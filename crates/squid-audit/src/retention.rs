//! Retention status and explicit purge

use crate::error::AuditError;
use crate::service::AuditService;
use serde::{Deserialize, Serialize};
use squid_core::{IdentityId, PhysicalTime};
use tracing::info;

/// Age of an identity's log against the retention horizon.
#[derive(Debug, Clone, PartialEq, Eq, Serialize, Deserialize)]
#[serde(rename_all = "camelCase")]
pub struct RetentionStatus {
    /// Inspected identity
    pub identity_id: IdentityId,
    /// Configured horizon
    pub horizon_ms: u64,
    /// Retained entries
    pub total_entries: usize,
    /// Timestamp of the oldest retained entry
    pub oldest_entry: Option<PhysicalTime>,
    /// Age of the oldest retained entry
    pub oldest_age_ms: Option<u64>,
    /// Entries older than the horizon
    pub eligible_for_purge: usize,
    /// Entries at or after this instant are kept by a purge
    pub cutoff: PhysicalTime,
}

impl RetentionStatus {
    /// True when some entry has outlived the horizon.
    pub fn is_over_horizon(&self) -> bool {
        self.eligible_for_purge > 0
    }
}

impl AuditService {
    /// Report the oldest retained entry of `identity_id` against the horizon.
    pub async fn get_data_retention_status(
        &self,
        identity_id: &IdentityId,
    ) -> Result<RetentionStatus, AuditError> {
        let now = self.now().await?;
        let horizon_ms = self.config.retention.horizon_ms;
        let cutoff = now.saturating_sub_ms(horizon_ms);
        let entries = self.entries(identity_id).await?;
        let oldest_entry = entries.iter().map(|e| e.timestamp).min();

        Ok(RetentionStatus {
            identity_id: identity_id.clone(),
            horizon_ms,
            total_entries: entries.len(),
            oldest_entry,
            oldest_age_ms: oldest_entry.map(|t| now.millis_since(t)),
            eligible_for_purge: entries.iter().filter(|e| e.timestamp < cutoff).count(),
            cutoff,
        })
    }

    /// Delete entries of `identity_id` older than the horizon; returns the count removed.
    ///
    /// Never runs on its own; callers export first when the trail must be kept.
    pub async fn purge_expired(&self, identity_id: &IdentityId) -> Result<usize, AuditError> {
        let cutoff = self
            .now()
            .await?
            .saturating_sub_ms(self.config.retention.horizon_ms);
        let purged = self.repo.purge_before(identity_id, cutoff).await?;
        info!(
            identity_id = %identity_id,
            purged,
            cutoff_ms = cutoff.ts_ms,
            "Expired audit entries purged"
        );
        Ok(purged)
    }
}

■ ■ ■ ■ ■

Only an exact copy of the entries above will do.

EXERCISE RESULT:
filename crates/squid-audit/src/retention.rs
//! Retention status and explicit purge

use crate::error::AuditError;
use crate::service::AuditService;
use serde::{Deserialize, Serialize};
use squid_core::{IdentityId, PhysicalTime};
use tracing::info;

/// Age of an identity's log against the retention horizon.
#[derive(Debug, Clone, PartialEq, Eq, Serialize, Deserialize)]
#[serde(rename_all = "camelCase")]
pub struct RetentionStatus {
    /// Inspected identity
    pub identity_id: IdentityId,
    /// Configured horizon
    pub horizon_ms: u64,
    /// Retained entries
    pub total_entries: usize,
    /// Timestamp of the oldest retained entry
    pub oldest_entry: Option<PhysicalTime>,
    /// Age of the oldest retained entry
    pub oldest_age_ms: Option<u64>,
    /// Entries older than the horizon
    pub eligible_for_purge: usize,
    /// Entries at or after this instant are kept by a purge
    pub cutoff: PhysicalTime,
}

impl RetentionStatus {
    /// True when some entry has outlived the horizon.
    pub fn is_over_horizon(&self) -> bool {
        self.eligible_for_purge > 0
    }
}

impl AuditService {
    /// Report the oldest retained entry of `identity_id` against the horizon.
    pub async fn get_data_retention_status(
        &self,
        identity_id: &IdentityId,
    ) -> Result<RetentionStatus, AuditError> {
        let now = self.now().await?;
        let horizon_ms = self.config.retention.horizon_ms;
        let cutoff = now.saturating_sub_ms(horizon_ms);
        let entries = self.entries(identity_id).await?;
        let oldest_entry = entries.iter().map(|e| e.timestamp).min();

        Ok(RetentionStatus {
            identity_id: identity_id.clone(),
            horizon_ms,
            total_entries: entries.len(),
            oldest_entry,
            oldest_age_ms: oldest_entry.map(|t| now.millis_since(t)),
            eligible_for_purge: entries.iter().filter(|e| e.timestamp < cutoff).count(),
            cutoff,
        })
    }

    /// Delete entries of `identity_id` older than the horizon; returns the count removed.
    ///
    /// Never runs on its own; callers export first when the trail must be kept.
    pub async fn purge_expired(&self, identity_id: &IdentityId) -> Result<usize, AuditError> {
        let cutoff = self
            .now()
            .await?
            .saturating_sub_ms(self.config.retention.horizon_ms);
        let purged = self.repo.purge_before(identity_id, cutoff).await?;
        info!(
            identity_id = %identity_id,
            purged,
            cutoff_ms = cutoff.ts_ms,
            "Expired audit entries purged"
        );
        Ok(purged)
    }
}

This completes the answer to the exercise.